THE PROBLEM: For the entries below, print exactly the lines between the line holding "filename src/cli/commands/mod.rs" and the line holding "pub use ablation::AblationAnalyzer;", inclusive, and nothing else.

[[ DATA IN THIS EXERCISE open ]]

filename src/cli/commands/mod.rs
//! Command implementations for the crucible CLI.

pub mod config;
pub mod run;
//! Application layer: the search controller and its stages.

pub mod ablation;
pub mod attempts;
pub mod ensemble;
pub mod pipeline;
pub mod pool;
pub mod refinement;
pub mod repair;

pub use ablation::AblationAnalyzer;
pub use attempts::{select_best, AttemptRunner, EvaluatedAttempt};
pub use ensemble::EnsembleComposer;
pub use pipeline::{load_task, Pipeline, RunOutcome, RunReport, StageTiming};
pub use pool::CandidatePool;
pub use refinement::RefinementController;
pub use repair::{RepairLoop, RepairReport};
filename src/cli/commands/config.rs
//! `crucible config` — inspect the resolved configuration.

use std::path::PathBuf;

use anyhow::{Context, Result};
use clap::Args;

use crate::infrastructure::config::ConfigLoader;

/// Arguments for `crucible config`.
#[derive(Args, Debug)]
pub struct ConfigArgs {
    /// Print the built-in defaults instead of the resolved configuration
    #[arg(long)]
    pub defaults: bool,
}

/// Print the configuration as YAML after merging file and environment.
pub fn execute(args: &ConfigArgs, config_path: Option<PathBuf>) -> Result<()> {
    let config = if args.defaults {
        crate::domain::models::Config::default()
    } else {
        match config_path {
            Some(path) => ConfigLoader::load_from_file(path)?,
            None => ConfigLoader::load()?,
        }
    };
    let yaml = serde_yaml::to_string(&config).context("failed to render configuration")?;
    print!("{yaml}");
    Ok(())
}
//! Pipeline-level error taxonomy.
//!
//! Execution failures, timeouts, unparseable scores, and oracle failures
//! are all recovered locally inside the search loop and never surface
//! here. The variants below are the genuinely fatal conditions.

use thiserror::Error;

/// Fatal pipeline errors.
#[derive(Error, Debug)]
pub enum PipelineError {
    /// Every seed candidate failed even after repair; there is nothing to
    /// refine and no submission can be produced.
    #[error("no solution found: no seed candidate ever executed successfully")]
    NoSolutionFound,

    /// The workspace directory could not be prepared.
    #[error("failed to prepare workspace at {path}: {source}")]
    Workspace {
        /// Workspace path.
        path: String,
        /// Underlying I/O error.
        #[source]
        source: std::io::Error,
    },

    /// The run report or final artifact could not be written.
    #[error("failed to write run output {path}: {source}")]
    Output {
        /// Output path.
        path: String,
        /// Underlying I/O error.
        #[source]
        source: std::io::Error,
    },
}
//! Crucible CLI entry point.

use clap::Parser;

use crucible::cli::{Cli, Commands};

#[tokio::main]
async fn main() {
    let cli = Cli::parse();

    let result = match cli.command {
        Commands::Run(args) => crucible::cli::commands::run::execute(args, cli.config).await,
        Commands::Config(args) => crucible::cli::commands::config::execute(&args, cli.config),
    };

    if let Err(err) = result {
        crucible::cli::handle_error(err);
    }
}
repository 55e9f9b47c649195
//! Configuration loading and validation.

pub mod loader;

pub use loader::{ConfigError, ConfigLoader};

[[ DATA IN THIS EXERCISE closed ]]
[[ DATA IN THIS EXERCISE open ]]

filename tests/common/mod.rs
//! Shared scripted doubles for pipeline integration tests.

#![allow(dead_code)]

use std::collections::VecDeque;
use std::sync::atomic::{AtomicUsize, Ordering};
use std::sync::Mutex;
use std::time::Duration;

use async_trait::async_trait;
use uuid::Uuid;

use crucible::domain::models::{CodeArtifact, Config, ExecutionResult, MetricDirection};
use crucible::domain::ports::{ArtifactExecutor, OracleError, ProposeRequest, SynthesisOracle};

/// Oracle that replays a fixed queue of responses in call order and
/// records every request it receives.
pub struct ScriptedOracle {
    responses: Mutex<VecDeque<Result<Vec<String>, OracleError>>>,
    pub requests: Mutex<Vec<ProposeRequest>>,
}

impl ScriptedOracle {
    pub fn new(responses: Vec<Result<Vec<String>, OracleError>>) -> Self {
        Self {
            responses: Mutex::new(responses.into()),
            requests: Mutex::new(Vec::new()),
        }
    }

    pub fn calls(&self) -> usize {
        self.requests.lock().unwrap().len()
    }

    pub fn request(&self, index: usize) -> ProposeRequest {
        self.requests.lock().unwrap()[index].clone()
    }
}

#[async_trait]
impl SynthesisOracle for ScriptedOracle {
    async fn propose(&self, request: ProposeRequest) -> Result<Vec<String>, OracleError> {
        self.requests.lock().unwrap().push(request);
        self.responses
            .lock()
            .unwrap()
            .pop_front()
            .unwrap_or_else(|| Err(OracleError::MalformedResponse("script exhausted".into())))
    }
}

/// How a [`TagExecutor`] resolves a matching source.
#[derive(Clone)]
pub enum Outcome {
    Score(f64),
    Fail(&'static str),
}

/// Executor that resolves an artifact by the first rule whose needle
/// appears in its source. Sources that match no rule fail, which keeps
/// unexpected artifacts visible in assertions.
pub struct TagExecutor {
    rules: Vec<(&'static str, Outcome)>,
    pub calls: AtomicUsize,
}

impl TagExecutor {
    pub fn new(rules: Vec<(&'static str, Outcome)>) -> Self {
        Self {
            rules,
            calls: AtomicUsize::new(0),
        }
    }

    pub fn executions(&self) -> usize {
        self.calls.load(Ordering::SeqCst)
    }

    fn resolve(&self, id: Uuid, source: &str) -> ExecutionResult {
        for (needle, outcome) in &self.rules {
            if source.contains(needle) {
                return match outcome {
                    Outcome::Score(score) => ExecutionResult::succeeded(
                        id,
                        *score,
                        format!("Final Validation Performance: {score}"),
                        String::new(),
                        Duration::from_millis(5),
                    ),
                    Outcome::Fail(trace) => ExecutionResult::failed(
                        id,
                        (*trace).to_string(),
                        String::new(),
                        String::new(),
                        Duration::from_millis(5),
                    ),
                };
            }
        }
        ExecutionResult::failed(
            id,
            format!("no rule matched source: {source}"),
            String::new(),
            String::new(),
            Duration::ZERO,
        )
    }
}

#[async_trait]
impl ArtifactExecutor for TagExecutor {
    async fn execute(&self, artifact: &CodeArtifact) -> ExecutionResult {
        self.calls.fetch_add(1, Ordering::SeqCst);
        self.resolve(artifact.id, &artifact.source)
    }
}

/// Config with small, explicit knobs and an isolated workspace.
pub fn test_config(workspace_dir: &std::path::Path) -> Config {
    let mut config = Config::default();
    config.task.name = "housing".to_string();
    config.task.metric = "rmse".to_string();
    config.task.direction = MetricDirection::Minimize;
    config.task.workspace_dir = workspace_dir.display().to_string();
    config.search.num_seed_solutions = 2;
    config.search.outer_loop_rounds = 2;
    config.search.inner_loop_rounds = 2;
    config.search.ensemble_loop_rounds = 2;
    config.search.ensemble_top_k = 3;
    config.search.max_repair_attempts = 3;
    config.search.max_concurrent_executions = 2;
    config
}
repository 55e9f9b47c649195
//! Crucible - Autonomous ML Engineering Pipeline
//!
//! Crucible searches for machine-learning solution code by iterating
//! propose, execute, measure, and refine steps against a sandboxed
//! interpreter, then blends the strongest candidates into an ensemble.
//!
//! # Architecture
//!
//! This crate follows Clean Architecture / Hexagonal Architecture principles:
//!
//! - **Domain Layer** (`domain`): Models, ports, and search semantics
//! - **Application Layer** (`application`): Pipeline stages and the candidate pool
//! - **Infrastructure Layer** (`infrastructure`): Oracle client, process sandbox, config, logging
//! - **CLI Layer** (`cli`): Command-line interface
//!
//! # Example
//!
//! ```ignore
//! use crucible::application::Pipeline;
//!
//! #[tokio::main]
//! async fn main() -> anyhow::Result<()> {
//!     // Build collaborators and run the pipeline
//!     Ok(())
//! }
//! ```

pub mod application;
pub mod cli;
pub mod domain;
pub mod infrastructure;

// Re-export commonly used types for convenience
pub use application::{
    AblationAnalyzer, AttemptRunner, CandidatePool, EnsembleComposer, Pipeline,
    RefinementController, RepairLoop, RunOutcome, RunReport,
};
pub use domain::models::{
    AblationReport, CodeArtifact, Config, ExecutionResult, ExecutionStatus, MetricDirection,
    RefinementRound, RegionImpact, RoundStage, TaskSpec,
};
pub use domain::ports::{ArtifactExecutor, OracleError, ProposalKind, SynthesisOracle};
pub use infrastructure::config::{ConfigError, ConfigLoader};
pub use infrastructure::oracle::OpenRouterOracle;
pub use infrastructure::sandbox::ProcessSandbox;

[[ DATA IN THIS EXERCISE closed ]]
[[ DATA IN THIS EXERCISE open ]]

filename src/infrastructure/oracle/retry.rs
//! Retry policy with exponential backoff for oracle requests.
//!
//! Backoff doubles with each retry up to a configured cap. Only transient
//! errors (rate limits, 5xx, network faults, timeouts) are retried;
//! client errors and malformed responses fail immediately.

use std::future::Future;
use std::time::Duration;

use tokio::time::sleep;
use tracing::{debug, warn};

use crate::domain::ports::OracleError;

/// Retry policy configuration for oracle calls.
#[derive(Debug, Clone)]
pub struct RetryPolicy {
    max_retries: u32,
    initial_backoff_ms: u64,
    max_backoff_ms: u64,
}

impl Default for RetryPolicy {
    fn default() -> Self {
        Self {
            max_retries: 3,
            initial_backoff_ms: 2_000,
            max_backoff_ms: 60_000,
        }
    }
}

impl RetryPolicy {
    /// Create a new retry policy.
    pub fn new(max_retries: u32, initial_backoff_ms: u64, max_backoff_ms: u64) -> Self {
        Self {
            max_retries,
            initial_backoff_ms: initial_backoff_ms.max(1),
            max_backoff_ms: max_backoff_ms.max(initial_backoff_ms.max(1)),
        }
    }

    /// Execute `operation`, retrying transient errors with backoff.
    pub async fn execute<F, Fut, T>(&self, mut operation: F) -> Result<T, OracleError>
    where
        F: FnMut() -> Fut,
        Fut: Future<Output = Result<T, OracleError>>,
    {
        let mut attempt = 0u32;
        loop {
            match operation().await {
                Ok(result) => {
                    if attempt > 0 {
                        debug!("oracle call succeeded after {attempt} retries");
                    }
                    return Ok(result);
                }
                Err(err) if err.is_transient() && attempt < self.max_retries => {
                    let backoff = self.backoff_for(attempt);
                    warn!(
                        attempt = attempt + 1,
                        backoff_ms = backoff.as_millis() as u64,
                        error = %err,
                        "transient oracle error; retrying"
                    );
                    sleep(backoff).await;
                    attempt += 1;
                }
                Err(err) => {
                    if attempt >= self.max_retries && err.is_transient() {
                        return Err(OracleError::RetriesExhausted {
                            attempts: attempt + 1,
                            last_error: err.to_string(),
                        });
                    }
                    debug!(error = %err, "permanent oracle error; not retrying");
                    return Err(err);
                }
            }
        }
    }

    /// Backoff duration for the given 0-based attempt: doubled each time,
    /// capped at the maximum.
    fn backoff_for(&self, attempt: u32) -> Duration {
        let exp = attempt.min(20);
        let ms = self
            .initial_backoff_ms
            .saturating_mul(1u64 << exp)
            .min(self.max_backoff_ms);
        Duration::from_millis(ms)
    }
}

[[ DATA IN THIS EXERCISE closed ]]

SOLUTION TO THIS PROBLEM:
filename src/cli/commands/mod.rs
//! Command implementations for the crucible CLI.

pub mod config;
pub mod run;
//! Application layer: the search controller and its stages.

pub mod ablation;
pub mod attempts;
pub mod ensemble;
pub mod pipeline;
pub mod pool;
pub mod refinement;
pub mod repair;

pub use ablation::AblationAnalyzer;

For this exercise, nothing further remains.